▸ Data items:
= Beginning of Section =

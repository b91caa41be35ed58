//! External provider adapters: upstream market-data APIs mapped into the
//! normalized [`crate::types`] shapes, behind per-capability traits.

pub mod client;
pub mod coingecko;
pub mod registry;

pub use client::{HttpClient, RateLimiter};
pub use coingecko::CoinGeckoProvider;
pub use registry::ProviderRegistry;

use std::fmt;

use async_trait::async_trait;
use serde::{Deserialize, Serialize};

use crate::chains::ChainIdentifier;
use crate::datastore::now_ms;
use crate::errors::Result;
use crate::types::{PriceBook, Token, TokenList, TokenPrice};

/// Known upstream providers.
#[derive(Debug, Clone, Copy, PartialEq, Eq, Hash, PartialOrd, Ord, Serialize, Deserialize)]
#[serde(rename_all = "lowercase")]
pub enum ProviderKind {
    CoinGecko,
    CoinMarketCap,
    Jupiter,
    Custom,
}

impl ProviderKind {
    pub fn as_str(&self) -> &'static str {
        match self {
            ProviderKind::CoinGecko => "coingecko",
            ProviderKind::CoinMarketCap => "coinmarketcap",
            ProviderKind::Jupiter => "jupiter",
            ProviderKind::Custom => "custom",
        }
    }
}

impl fmt::Display for ProviderKind {
    fn fmt(&self, f: &mut fmt::Formatter<'_>) -> fmt::Result {
        f.write_str(self.as_str())
    }
}

/// Rate limit budget: `max_requests` per `per_window_ms`.
#[derive(Debug, Clone, Copy, PartialEq, Eq, Serialize, Deserialize)]
pub struct RateLimitConfig {
    pub max_requests: u32,
    pub per_window_ms: u64,
}

/// Connection settings for one provider, passed in from the outside.
#[derive(Debug, Clone, PartialEq, Serialize, Deserialize)]
#[serde(default)]
pub struct ProviderConfig {
    pub base_url: String,
    pub api_key: Option<String>,
    pub rate_limit: Option<RateLimitConfig>,
    pub timeout_secs: u64,
}

impl Default for ProviderConfig {
    fn default() -> Self {
        Self {
            base_url: String::new(),
            api_key: None,
            rate_limit: None,
            timeout_secs: 10,
        }
    }
}

/// Price capability of an upstream provider.
#[async_trait]
pub trait PriceProvider: Send + Sync {
    /// All token prices the provider knows for a chain. On upstream HTTP
    /// failure this returns a degraded fallback book, never an error;
    /// an unmapped chain is a configuration problem and does error.
    async fn prices(&self, chain: ChainIdentifier) -> Result<PriceBook>;

    /// Price for one token by provider-side identifier.
    async fn price(&self, chain: ChainIdentifier, token_id: &str) -> Result<Option<TokenPrice>>;
}

/// Token-metadata capability of an upstream provider.
#[async_trait]
pub trait TokenProvider: Send + Sync {
    /// The provider's full token list for a chain.
    async fn token_list(&self, chain: ChainIdentifier) -> Result<TokenList>;

    /// One token by provider-side identifier, `None` when unknown.
    async fn token(&self, chain: ChainIdentifier, token_id: &str) -> Result<Option<Token>>;
}

// ============================================================================
// FALLBACK DATA
// ============================================================================
// Served in place of real prices when the upstream is unreachable, so a
// provider outage degrades responses instead of failing them. Synthetic
// values are recognizable (fixed 9.99 price) and the enclosing book is
// marked `degraded`.

pub(crate) fn generic_price(token_id: &str) -> TokenPrice {
    TokenPrice {
        address: token_id.to_string(),
        price_usd: 9.99,
        timestamp: now_ms(),
        change_24h: Some(1.5),
        change_7d: Some(5.2),
        volume_24h: Some(1_000_000.0),
        market_cap: Some(10_000_000.0),
    }
}

pub(crate) fn generic_price_book() -> PriceBook {
    let mut prices = std::collections::HashMap::new();
    for id in ["bitcoin", "ethereum", "solana"] {
        prices.insert(id.to_string(), generic_price(id));
    }
    PriceBook {
        prices,
        updated_at: now_ms(),
        degraded: true,
    }
}
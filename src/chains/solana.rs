//! Solana chain adapter. Addresses are case-sensitive base58, so
//! normalization is the identity function.

use once_cell::sync::Lazy;
use regex::Regex;

use super::adapter::ChainAdapter;
use super::{ChainConfig, ChainIdentifier, ChainType, NativeCurrency, NetworkType};

/// Base58 alphabet (no 0, O, I, l), 32 to 44 characters.
static SOLANA_ADDRESS_RE: Lazy<Regex> =
    Lazy::new(|| Regex::new(r"^[1-9A-HJ-NP-Za-km-z]{32,44}$").expect("valid regex"));

pub struct SolanaAdapter {
    config: ChainConfig,
}

impl SolanaAdapter {
    pub fn new(config: ChainConfig) -> Self {
        Self { config }
    }

    pub fn mainnet() -> Self {
        Self::new(ChainConfig {
            name: "Solana Mainnet".to_string(),
            chain: ChainType::Solana,
            network: NetworkType::Mainnet,
            rpc_urls: vec![
                "https://api.mainnet-beta.solana.com".to_string(),
                "https://solana-mainnet.rpc.extrnode.com".to_string(),
            ],
            explorer_url: Some("https://explorer.solana.com".to_string()),
            native_currency: Some(sol()),
        })
    }

    pub fn testnet() -> Self {
        Self::new(ChainConfig {
            name: "Solana Testnet".to_string(),
            chain: ChainType::Solana,
            network: NetworkType::Testnet,
            rpc_urls: vec!["https://api.testnet.solana.com".to_string()],
            explorer_url: Some("https://explorer.solana.com/?cluster=testnet".to_string()),
            native_currency: Some(sol()),
        })
    }

    pub fn devnet() -> Self {
        Self::new(ChainConfig {
            name: "Solana Devnet".to_string(),
            chain: ChainType::Solana,
            network: NetworkType::Devnet,
            rpc_urls: vec!["https://api.devnet.solana.com".to_string()],
            explorer_url: Some("https://explorer.solana.com/?cluster=devnet".to_string()),
            native_currency: Some(sol()),
        })
    }

    pub fn localnet() -> Self {
        Self::new(ChainConfig {
            name: "Solana Local".to_string(),
            chain: ChainType::Solana,
            network: NetworkType::Localnet,
            rpc_urls: vec!["http://localhost:8899".to_string()],
            explorer_url: None,
            native_currency: Some(sol()),
        })
    }
}

fn sol() -> NativeCurrency {
    NativeCurrency {
        name: "Solana".to_string(),
        symbol: "SOL".to_string(),
        decimals: 9,
    }
}

impl ChainAdapter for SolanaAdapter {
    fn chain_identifier(&self) -> ChainIdentifier {
        ChainIdentifier::new(self.config.chain, self.config.network)
    }

    fn chain_config(&self) -> &ChainConfig {
        &self.config
    }

    fn normalize_address(&self, address: &str) -> String {
        // Base58 is case-sensitive; the input already is the canonical form.
        address.to_string()
    }

    fn is_valid_address(&self, address: &str) -> bool {
        SOLANA_ADDRESS_RE.is_match(address)
    }
}

#[cfg(test)]
mod tests {
    use super::*;

    const USDC_MINT: &str = "EPjFWdd5AufqSSqeM2qN1xzybapC8G4wEGGkZwyTDt1v";

    #[test]
    fn normalize_is_identity() {
        let adapter = SolanaAdapter::mainnet();
        assert_eq!(adapter.normalize_address(USDC_MINT), USDC_MINT);
        // Mixed case is preserved, not folded.
        assert_eq!(adapter.normalize_address("AbCdEf"), "AbCdEf");
    }

    #[test]
    fn validates_addresses() {
        let adapter = SolanaAdapter::mainnet();
        assert!(adapter.is_valid_address(USDC_MINT));
        assert!(adapter.is_valid_address("So11111111111111111111111111111111111111112"));
        // Too short, forbidden characters (0, O, I, l), empty.
        assert!(!adapter.is_valid_address("abc"));
        assert!(!adapter.is_valid_address("0PjFWdd5AufqSSqeM2qN1xzybapC8G4wEGGkZwyTDt1v"));
        assert!(!adapter.is_valid_address(""));
    }

    #[test]
    fn token_identifier_prefers_mint_address() {
        let adapter = SolanaAdapter::mainnet();
        assert_eq!(adapter.token_identifier("usdc", Some(USDC_MINT)), USDC_MINT);
        assert_eq!(adapter.token_identifier("usdc", Some("short")), "USDC");
        assert_eq!(adapter.token_identifier("usdc", None), "USDC");
    }
}
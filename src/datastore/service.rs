//! Typed facade over a [`DataStore`] plus the cache-aside orchestration.

use std::future::Future;
use std::sync::Arc;

use serde::de::DeserializeOwned;
use serde::Serialize;

use crate::errors::Result;

use super::{DataStore, StoreOptions};

/// Serializes values in and out of the underlying JSON store and provides
/// `get_or_set`, the read-through primitive every domain service builds on.
#[derive(Clone)]
pub struct DataStoreService {
    store: Arc<dyn DataStore>,
}

impl DataStoreService {
    pub fn new(store: Arc<dyn DataStore>) -> Self {
        Self { store }
    }

    pub async fn get<T: DeserializeOwned>(
        &self,
        key: &str,
        options: &StoreOptions,
    ) -> Result<Option<T>> {
        match self.store.get(key, options).await? {
            Some(value) => Ok(Some(serde_json::from_value(value)?)),
            None => Ok(None),
        }
    }

    pub async fn set<T: Serialize>(
        &self,
        key: &str,
        value: &T,
        options: &StoreOptions,
    ) -> Result<bool> {
        self.store
            .set(key, serde_json::to_value(value)?, options)
            .await
    }

    pub async fn delete(&self, key: &str, options: &StoreOptions) -> Result<bool> {
        self.store.delete(key, options).await
    }

    pub async fn has(&self, key: &str, options: &StoreOptions) -> Result<bool> {
        self.store.has(key, options).await
    }

    pub async fn clear(&self, options: &StoreOptions) -> Result<bool> {
        self.store.clear(options).await
    }

    /// Cache-aside read: return the cached value if present, otherwise run
    /// the factory, store its result, and return it.
    ///
    /// The factory is never invoked on a hit. Factory errors propagate
    /// unmodified and nothing is cached for them. Concurrent misses on the
    /// same key may each run the factory; the last writer wins.
    pub async fn get_or_set<T, F, Fut>(
        &self,
        key: &str,
        options: &StoreOptions,
        factory: F,
    ) -> Result<T>
    where
        T: Serialize + DeserializeOwned,
        F: FnOnce() -> Fut,
        Fut: Future<Output = Result<T>>,
    {
        if let Some(cached) = self.get::<T>(key, options).await? {
            return Ok(cached);
        }

        let value = factory().await?;
        self.set(key, &value, options).await?;
        Ok(value)
    }
}

#[cfg(test)]
mod tests {
    use std::sync::atomic::{AtomicUsize, Ordering};

    use super::super::{MemoryStore, Ttl};
    use super::*;
    use crate::errors::DextractError;

    fn service() -> DataStoreService {
        DataStoreService::new(Arc::new(MemoryStore::default()))
    }

    #[tokio::test]
    async fn typed_round_trip() {
        let service = service();
        let options = StoreOptions::namespaced("test");

        service
            .set("answer", &vec![1u32, 2, 3], &options)
            .await
            .unwrap();
        let value: Option<Vec<u32>> = service.get("answer", &options).await.unwrap();
        assert_eq!(value, Some(vec![1, 2, 3]));
    }

    #[tokio::test]
    async fn get_or_set_invokes_factory_once() {
        let service = service();
        let options = StoreOptions::namespaced("test");
        let calls = AtomicUsize::new(0);

        let factory = || async {
            let n = calls.fetch_add(1, Ordering::SeqCst);
            Ok(format!("value-{}", n))
        };

        let first: String = service
            .get_or_set("key", &options, factory)
            .await
            .unwrap();
        assert_eq!(first, "value-0");

        // Second call hits the cache; a factory producing a different value
        // is never run.
        let second: String = service
            .get_or_set("key", &options, || async {
                calls.fetch_add(1, Ordering::SeqCst);
                Ok("other".to_string())
            })
            .await
            .unwrap();

        assert_eq!(second, "value-0");
        assert_eq!(calls.load(Ordering::SeqCst), 1);
    }

    #[tokio::test]
    async fn get_or_set_propagates_factory_errors_without_caching() {
        let service = service();
        let options = StoreOptions::namespaced("test");

        let result: Result<String> = service
            .get_or_set("key", &options, || async {
                Err(DextractError::NoRoutesFound)
            })
            .await;
        assert!(matches!(result, Err(DextractError::NoRoutesFound)));

        // The failure was not cached: the next factory runs and succeeds.
        let value: String = service
            .get_or_set("key", &options, || async { Ok("recovered".to_string()) })
            .await
            .unwrap();
        assert_eq!(value, "recovered");
    }

    #[tokio::test]
    async fn get_or_set_respects_ttl_expiry() {
        let service = service();
        let options = StoreOptions::namespaced("test").ttl(Ttl::Millis(5));

        let first: String = service
            .get_or_set("key", &options, || async { Ok("one".to_string()) })
            .await
            .unwrap();
        assert_eq!(first, "one");

        tokio::time::sleep(std::time::Duration::from_millis(50)).await;

        let second: String = service
            .get_or_set("key", &options, || async { Ok("two".to_string()) })
            .await
            .unwrap();
        assert_eq!(second, "two");
    }
}
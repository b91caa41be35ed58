//! Console backend for the `log` facade: timestamped, level-colored lines.
//! Installed once by the binary; library code only uses the `log` macros.

use colored::Colorize;
use log::{Level, LevelFilter, Log, Metadata, Record};

struct ConsoleLogger {
    level: LevelFilter,
}

impl Log for ConsoleLogger {
    fn enabled(&self, metadata: &Metadata) -> bool {
        metadata.level() <= self.level
    }

    fn log(&self, record: &Record) {
        if !self.enabled(record.metadata()) {
            return;
        }

        let tag = match record.level() {
            Level::Error => "ERROR".red().bold(),
            Level::Warn => " WARN".yellow(),
            Level::Info => " INFO".green(),
            Level::Debug => "DEBUG".cyan(),
            Level::Trace => "TRACE".dimmed(),
        };
        let timestamp = chrono::Local::now().format("%H:%M:%S%.3f");

        println!(
            "{} {} {} {}",
            timestamp.to_string().dimmed(),
            tag,
            record.target().dimmed(),
            record.args()
        );
    }

    fn flush(&self) {}
}

/// Install the console logger. Safe to call more than once; later calls
/// are no-ops.
pub fn init(level: LevelFilter) {
    if log::set_boxed_logger(Box::new(ConsoleLogger { level })).is_ok() {
        log::set_max_level(level);
    }
}
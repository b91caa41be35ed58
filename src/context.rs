//! Constructed dependency container. Everything the services need is
//! built here once and passed down explicitly — no ambient singletons, so
//! tests can assemble a context from fakes.

use std::sync::Arc;

use crate::chains::ChainRegistry;
use crate::config::{AppConfig, CacheBackend};
use crate::datastore::{DataStore, DataStoreService, HostedKvStore, MemoryStore};
use crate::errors::{DextractError, Result};
use crate::providers::{
    CoinGeckoProvider, PriceProvider, ProviderKind, ProviderRegistry, TokenProvider,
};
use crate::services::{PricesService, RouteSource, SwapsService, TokensService};

pub struct AppContext {
    pub store: DataStoreService,
    pub chains: Arc<ChainRegistry>,
    pub token_providers: Arc<ProviderRegistry<dyn TokenProvider>>,
    pub price_providers: Arc<ProviderRegistry<dyn PriceProvider>>,
    pub tokens: Arc<TokensService>,
    pub prices: Arc<PricesService>,
    pub swaps: Arc<SwapsService>,
}

impl AppContext {
    /// Assemble the full context from configuration: cache backend, chain
    /// registry with the built-in adapters, provider registries with
    /// CoinGecko as the default for both capabilities, and the three
    /// domain services on top.
    pub fn build(config: &AppConfig, routes: Arc<dyn RouteSource>) -> Result<Self> {
        let backend: Arc<dyn DataStore> = match config.cache.backend {
            CacheBackend::Memory => Arc::new(MemoryStore::new(config.cache.default_ttl_ms)),
            CacheBackend::HostedKv => {
                let settings = config.cache.hosted.clone().ok_or_else(|| {
                    DextractError::Config(
                        "cache.hosted settings are required for the hosted-kv backend".to_string(),
                    )
                })?;
                Arc::new(HostedKvStore::new(settings, config.cache.default_ttl_ms)?)
            }
        };
        let store = DataStoreService::new(backend);

        let chains = Arc::new(ChainRegistry::with_defaults());

        let coingecko = Arc::new(CoinGeckoProvider::new(&config.providers.coingecko)?);

        let mut token_providers: ProviderRegistry<dyn TokenProvider> =
            ProviderRegistry::new(ProviderKind::CoinGecko);
        token_providers.register(
            ProviderKind::CoinGecko,
            coingecko.clone() as Arc<dyn TokenProvider>,
        );
        let token_providers = Arc::new(token_providers);

        let mut price_providers: ProviderRegistry<dyn PriceProvider> =
            ProviderRegistry::new(ProviderKind::CoinGecko);
        price_providers.register(
            ProviderKind::CoinGecko,
            coingecko as Arc<dyn PriceProvider>,
        );
        let price_providers = Arc::new(price_providers);

        let tokens = Arc::new(TokensService::new(
            store.clone(),
            chains.clone(),
            token_providers.clone(),
        ));
        let prices = Arc::new(PricesService::new(
            store.clone(),
            chains.clone(),
            price_providers.clone(),
        ));
        let swaps = Arc::new(SwapsService::new(
            store.clone(),
            chains.clone(),
            tokens.clone(),
            routes,
        ));

        Ok(Self {
            store,
            chains,
            token_providers,
            price_providers,
            tokens,
            prices,
            swaps,
        })
    }
}
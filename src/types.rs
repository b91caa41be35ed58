//! Normalized domain types produced by provider adapters and served by the
//! domain services. These are the shapes that live in the cache, so all of
//! them are serde round-trippable.

use std::collections::HashMap;

use serde::{Deserialize, Serialize};

use crate::chains::{ChainType, NetworkType};

// ============================================================================
// TOKENS
// ============================================================================

/// A token on a specific chain+network, normalized by the chain adapter.
///
/// The address representation is chain-dependent: lowercase hex for the
/// EVM family, case-sensitive base58 for Solana.
#[derive(Debug, Clone, PartialEq, Serialize, Deserialize)]
#[serde(rename_all = "camelCase")]
pub struct Token {
    pub address: String,
    pub symbol: String,
    pub name: String,
    pub decimals: u8,
    #[serde(rename = "logoURI", skip_serializing_if = "Option::is_none")]
    pub logo_uri: Option<String>,
    #[serde(default, skip_serializing_if = "Vec::is_empty")]
    pub tags: Vec<String>,
    pub chain: ChainType,
    pub network: NetworkType,
}

/// An aggregate token list for one chain+network.
#[derive(Debug, Clone, PartialEq, Serialize, Deserialize)]
#[serde(rename_all = "camelCase")]
pub struct TokenList {
    pub name: String,
    #[serde(rename = "logoURI", skip_serializing_if = "Option::is_none")]
    pub logo_uri: Option<String>,
    pub tokens: Vec<Token>,
    /// RFC 3339 capture time of the list.
    pub timestamp: String,
    pub version: ListVersion,
}

#[derive(Debug, Clone, Copy, PartialEq, Eq, Serialize, Deserialize)]
pub struct ListVersion {
    pub major: u32,
    pub minor: u32,
    pub patch: u32,
}

impl Default for ListVersion {
    fn default() -> Self {
        Self {
            major: 1,
            minor: 0,
            patch: 0,
        }
    }
}

/// Outcome record of an incremental token discovery pass.
#[derive(Debug, Clone, Copy, PartialEq, Eq, Serialize, Deserialize)]
#[serde(rename_all = "camelCase")]
pub struct LastSync {
    /// Epoch milliseconds of the check.
    pub checked_at: i64,
    /// How many previously unseen tokens the pass appended.
    pub new_tokens: usize,
}

// ============================================================================
// PRICES
// ============================================================================

/// A point-in-time USD price for one token. Short-lived; always carries the
/// capture timestamp in epoch milliseconds.
#[derive(Debug, Clone, PartialEq, Serialize, Deserialize)]
#[serde(rename_all = "camelCase")]
pub struct TokenPrice {
    pub address: String,
    pub price_usd: f64,
    pub timestamp: i64,
    #[serde(skip_serializing_if = "Option::is_none")]
    pub change_24h: Option<f64>,
    #[serde(skip_serializing_if = "Option::is_none")]
    pub change_7d: Option<f64>,
    #[serde(skip_serializing_if = "Option::is_none")]
    pub volume_24h: Option<f64>,
    #[serde(skip_serializing_if = "Option::is_none")]
    pub market_cap: Option<f64>,
}

/// Aggregate price response for one chain+network, keyed by normalized
/// token address.
///
/// `degraded` marks synthetic fallback data served after an upstream
/// failure, so callers can tell a real quote from a placeholder.
#[derive(Debug, Clone, PartialEq, Serialize, Deserialize)]
#[serde(rename_all = "camelCase")]
pub struct PriceBook {
    pub prices: HashMap<String, TokenPrice>,
    pub updated_at: i64,
    #[serde(default)]
    pub degraded: bool,
}

// ============================================================================
// SWAPS
// ============================================================================

/// One candidate route returned by the routing collaborator. Amounts are
/// decimal integer strings at token scale; they are never parsed into
/// floats.
#[derive(Debug, Clone, PartialEq, Serialize, Deserialize)]
#[serde(rename_all = "camelCase")]
pub struct SwapRoute {
    pub from_token: String,
    pub to_token: String,
    pub from_amount: String,
    pub to_amount: String,
    pub price_impact: f64,
    pub path: Vec<String>,
    pub providers: Vec<String>,
    #[serde(skip_serializing_if = "Option::is_none")]
    pub estimated_gas: Option<String>,
}

/// A quote: all candidate routes plus the best one by output amount.
/// Derived per request and cached briefly; never persisted on its own.
#[derive(Debug, Clone, PartialEq, Serialize, Deserialize)]
#[serde(rename_all = "camelCase")]
pub struct SwapQuote {
    pub routes: Vec<SwapRoute>,
    pub best_route: SwapRoute,
    pub from_token: String,
    pub to_token: String,
    pub from_amount: String,
    pub updated_at: i64,
}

= End of Section =

▸ EXERCISE GOAL: Only certain lines are wanted. Please return exactly those from the top of the data through the line with "use async_trait::async_trait;".

▸ EXERCISE RESPONSE:
repository b91caa41be35ed58
//! External provider adapters: upstream market-data APIs mapped into the
//! normalized [`crate::types`] shapes, behind per-capability traits.

pub mod client;
pub mod coingecko;
pub mod registry;

pub use client::{HttpClient, RateLimiter};
pub use coingecko::CoinGeckoProvider;
pub use registry::ProviderRegistry;

use std::fmt;

use async_trait::async_trait;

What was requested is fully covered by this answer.